Hyperliquid verwendet derzeit kein klassisches VIP-Gebührenmodell. Die Trading Fees hängen daher nicht wie bei vielen CEXs von VIP-Stufen ab. Die Funding Rate wird allerdings vom Markt bestimmt. Sehr große Positionen können indirekt Einfluss auf Marktbedingungen und Funding-Dynamik haben.
Zusätzlicher Hinweis: Wenn du DEX- und CEX-Kosten vergleichst, solltest du neben den sichtbaren Trading Fees auch die offiziellen Dokumentationen von Hyperliquid und anderen Protokollen wie dYdX sowie die Risikohinweise deiner Wallet-Signaturen berücksichtigen.
Fazit
Beim Gebührenvergleich gibt es keinen pauschalen Gewinner. Entscheidend ist, wie du tradest, wie lange du Positionen hältst, wie oft du Kapital bewegst und ob du auf einer CEX realistisch VIP-Konditionen erreichst.

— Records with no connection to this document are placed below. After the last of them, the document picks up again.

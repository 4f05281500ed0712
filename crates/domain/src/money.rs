//! Currency codes and display formatting of minor-unit amounts.
//!
//! Every stored amount is an integer in the currency's minor unit. Display
//! strings are produced by [`MoneyFormatter`], which knows which currencies
//! have no fractional part. Rounding is half away from zero, so `0.125`
//! renders as `0.13` and `-0.125` as `-0.13`.

use std::collections::HashSet;

use rust_decimal::prelude::FromPrimitive;
use rust_decimal::{Decimal, RoundingStrategy};
use serde::{Deserialize, Serialize};

use crate::error::DomainError;

/// Currencies whose minor unit equals their major unit.
pub const ZERO_DECIMAL_CURRENCIES: &[&str] = &[
    "BIF", "CLP", "DJF", "GNF", "JPY", "KMF", "KRW", "MGA", "PYG", "RWF", "UGX", "VND", "VUV",
    "XAF", "XOF", "XPF",
];

/// ISO 4217 currency code, always stored upper-cased.
#[derive(Debug, Clone, PartialEq, Eq, Hash, Serialize, Deserialize)]
#[serde(from = "String", into = "String")]
pub struct CurrencyCode(String);

impl CurrencyCode {
    /// Creates a currency code, normalizing it to upper case.
    pub fn new(code: impl AsRef<str>) -> Self {
        Self(code.as_ref().trim().to_uppercase())
    }

    /// Returns the code as a string slice.
    pub fn as_str(&self) -> &str {
        &self.0
    }
}

impl std::fmt::Display for CurrencyCode {
    fn fmt(&self, f: &mut std::fmt::Formatter<'_>) -> std::fmt::Result {
        write!(f, "{}", self.0)
    }
}

impl From<String> for CurrencyCode {
    fn from(s: String) -> Self {
        Self::new(s)
    }
}

impl From<&str> for CurrencyCode {
    fn from(s: &str) -> Self {
        Self::new(s)
    }
}

impl From<CurrencyCode> for String {
    fn from(code: CurrencyCode) -> Self {
        code.0
    }
}

/// Converts minor-unit amounts into display strings.
///
/// Pure and cheap to clone; one instance is shared by all fetchers.
#[derive(Debug, Clone)]
pub struct MoneyFormatter {
    zero_decimal: HashSet<String>,
}

impl MoneyFormatter {
    /// Creates a formatter with the standard zero-decimal currency set.
    pub fn new() -> Self {
        Self::with_zero_decimal_currencies(ZERO_DECIMAL_CURRENCIES.iter().copied())
    }

    /// Creates a formatter with a custom zero-decimal currency set.
    pub fn with_zero_decimal_currencies<I, S>(codes: I) -> Self
    where
        I: IntoIterator<Item = S>,
        S: AsRef<str>,
    {
        Self {
            zero_decimal: codes
                .into_iter()
                .map(|c| CurrencyCode::new(c).0)
                .collect(),
        }
    }

    /// Returns true if the currency renders without decimals.
    pub fn is_zero_decimal(&self, currency: &CurrencyCode) -> bool {
        self.zero_decimal.contains(currency.as_str())
    }

    /// Number of fraction digits used when displaying the currency.
    pub fn precision(&self, currency: &CurrencyCode) -> u32 {
        if self.is_zero_decimal(currency) { 0 } else { 2 }
    }

    /// Converts a minor-unit amount into major units without rounding.
    pub fn to_major(&self, amount: Decimal, currency: &CurrencyCode) -> Decimal {
        if self.is_zero_decimal(currency) {
            amount
        } else {
            amount / Decimal::ONE_HUNDRED
        }
    }

    /// Formats a minor-unit amount at the currency's precision.
    ///
    /// Zero renders as the zero string for the precision (`"0"` or `"0.00"`).
    pub fn format(&self, amount: impl Into<Decimal>, currency: &CurrencyCode) -> String {
        let amount = amount.into();
        let dp = self.precision(currency);

        let major = self
            .to_major(amount, currency)
            .round_dp_with_strategy(dp, RoundingStrategy::MidpointAwayFromZero);

        if major.is_zero() {
            return zero_string(dp);
        }

        format!("{:.*}", dp as usize, major)
    }

    /// Formats an amount followed by the currency code, e.g. `"12.34 USD"`.
    pub fn display(&self, amount: impl Into<Decimal>, currency: &CurrencyCode) -> String {
        format!("{} {}", self.format(amount, currency), currency)
    }

    /// Displays `amount / quantity`, the per-unit price of a line.
    ///
    /// A zero quantity displays the zero string rather than dividing.
    pub fn display_per_unit(&self, amount: i64, quantity: u32, currency: &CurrencyCode) -> String {
        if quantity == 0 {
            return self.display(Decimal::ZERO, currency);
        }
        self.display(
            Decimal::from(amount) / Decimal::from(quantity),
            currency,
        )
    }
}

impl Default for MoneyFormatter {
    fn default() -> Self {
        Self::new()
    }
}

fn zero_string(dp: u32) -> String {
    if dp == 0 {
        "0".to_string()
    } else {
        format!("0.{}", "0".repeat(dp as usize))
    }
}

/// Scales a minor-unit amount by `1 + rate`.
///
/// `rate` is used as given; callers decide whether it is a fraction or a
/// percentage. Non-finite rates are treated as zero. Results outside the
/// decimal range fail with [`DomainError::AmountOverflow`].
pub fn scale_by_rate(amount: i64, rate: f64) -> Result<Decimal, DomainError> {
    let factor = Decimal::from_f64(rate)
        .unwrap_or(Decimal::ZERO)
        .checked_add(Decimal::ONE);
    factor
        .and_then(|factor| Decimal::from(amount).checked_mul(factor))
        .ok_or(DomainError::AmountOverflow { amount, rate })
}

/// Returns `round(amount * rate / 100)`, rounding half away from zero.
///
/// Used for per-tax-line amounts, which are rounded line by line.
pub fn percentage_of(amount: i64, rate: f64) -> i64 {
    (amount as f64 * rate / 100.0).round() as i64
}

#[cfg(test)]
mod tests {
    use super::*;

    fn usd() -> CurrencyCode {
        CurrencyCode::new("usd")
    }

    #[test]
    fn currency_code_is_upper_cased() {
        assert_eq!(CurrencyCode::new(" eur ").as_str(), "EUR");
        let code: CurrencyCode = serde_json::from_str("\"jpy\"").unwrap();
        assert_eq!(code.as_str(), "JPY");
    }

    #[test]
    fn zero_renders_at_currency_precision() {
        let f = MoneyFormatter::new();
        assert_eq!(f.format(0, &usd()), "0.00");
        assert_eq!(f.format(0, &CurrencyCode::new("jpy")), "0");
        for code in ZERO_DECIMAL_CURRENCIES {
            assert_eq!(f.format(0, &CurrencyCode::new(code)), "0");
        }
    }

    #[test]
    fn two_decimal_currency_divides_by_hundred() {
        let f = MoneyFormatter::new();
        assert_eq!(f.format(1234, &usd()), "12.34");
        assert_eq!(f.format(100, &usd()), "1.00");
        assert_eq!(f.format(5, &usd()), "0.05");
        assert_eq!(f.format(-1234, &usd()), "-12.34");
    }

    #[test]
    fn zero_decimal_currency_has_no_separator() {
        let f = MoneyFormatter::new();
        let jpy = CurrencyCode::new("JPY");
        assert_eq!(f.format(1500, &jpy), "1500");
        assert!(!f.format(333, &jpy).contains('.'));
    }

    #[test]
    fn ties_round_half_away_from_zero() {
        let f = MoneyFormatter::new();
        // 0.125 major units: half-to-even would give 0.12
        assert_eq!(f.format(Decimal::new(125, 1), &usd()), "0.13");
        assert_eq!(f.format(Decimal::new(-125, 1), &usd()), "-0.13");
        // 2.5 yen: half-to-even would give 2
        assert_eq!(f.format(Decimal::new(25, 1), &CurrencyCode::new("JPY")), "3");
    }

    #[test]
    fn tiny_negative_amount_renders_as_plain_zero() {
        let f = MoneyFormatter::new();
        assert_eq!(f.format(Decimal::new(-1, 1), &usd()), "0.00");
    }

    #[test]
    fn display_appends_currency_code() {
        let f = MoneyFormatter::new();
        assert_eq!(f.display(1999, &usd()), "19.99 USD");
        assert_eq!(f.display_per_unit(1000, 3, &usd()), "3.33 USD");
        assert_eq!(f.display_per_unit(1000, 0, &usd()), "0.00 USD");
    }

    #[test]
    fn custom_zero_decimal_set() {
        let f = MoneyFormatter::with_zero_decimal_currencies(["usd"]);
        assert_eq!(f.format(1234, &usd()), "1234");
        assert_eq!(f.precision(&CurrencyCode::new("JPY")), 2);
    }

    #[test]
    fn rate_helpers() {
        assert_eq!(scale_by_rate(1000, 0.25).unwrap(), Decimal::from(1250));
        assert_eq!(scale_by_rate(1000, f64::NAN).unwrap(), Decimal::from(1000));
        assert_eq!(percentage_of(1000, 10.0), 100);
        assert_eq!(percentage_of(999, 12.5), 125);
        assert_eq!(percentage_of(1, 50.0), 1);
    }

    #[test]
    fn scale_by_huge_rate_is_an_error() {
        let err = scale_by_rate(i64::MAX, 1e25).unwrap_err();
        assert!(matches!(
            err,
            DomainError::AmountOverflow { amount: i64::MAX, .. }
        ));
        assert!(scale_by_rate(i64::MAX, 0.0).is_ok());
    }
}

Für kleinere und mittlere Trader, die keine CEX-VIP-Stufe erreichen, kann Hyperliquid durch ein transparentes und einheitliches Gebührenmodell besonders attraktiv sein. Für sehr große Trader mit extrem hohem Volumen können CEX-VIP-Modelle bei bestimmten Taker- oder Maker-Konditionen weiterhin Vorteile haben.
Wenn du Hyperliquid nutzen möchtest, ist OneKey Perps ein praktischer Workflow: Lade OneKey über die offizielle OneKey-Website herunter, richte deine Wallet ein und greife in einer Self-Custody-Umgebung auf Perpetual Trading zu. Prüfe vor jeder Order Gebühren, Funding, Leverage und Signaturdetails sorgfältig.
Risikohinweis: Die genannten Gebühreninformationen basieren auf öffentlich verfügbaren Quellen und dienen nur der Orientierung. Tatsächliche Gebühren können sich jederzeit ändern und sind immer auf den jeweiligen Plattformen zu prüfen. Dieser Artikel ist keine Anlage-, Rechts- oder Finanzberatung. Der Handel mit Krypto-Assets und Perpetual Futures ist hochriskant und kann zum Verlust deines eingesetzten Kapitals führen.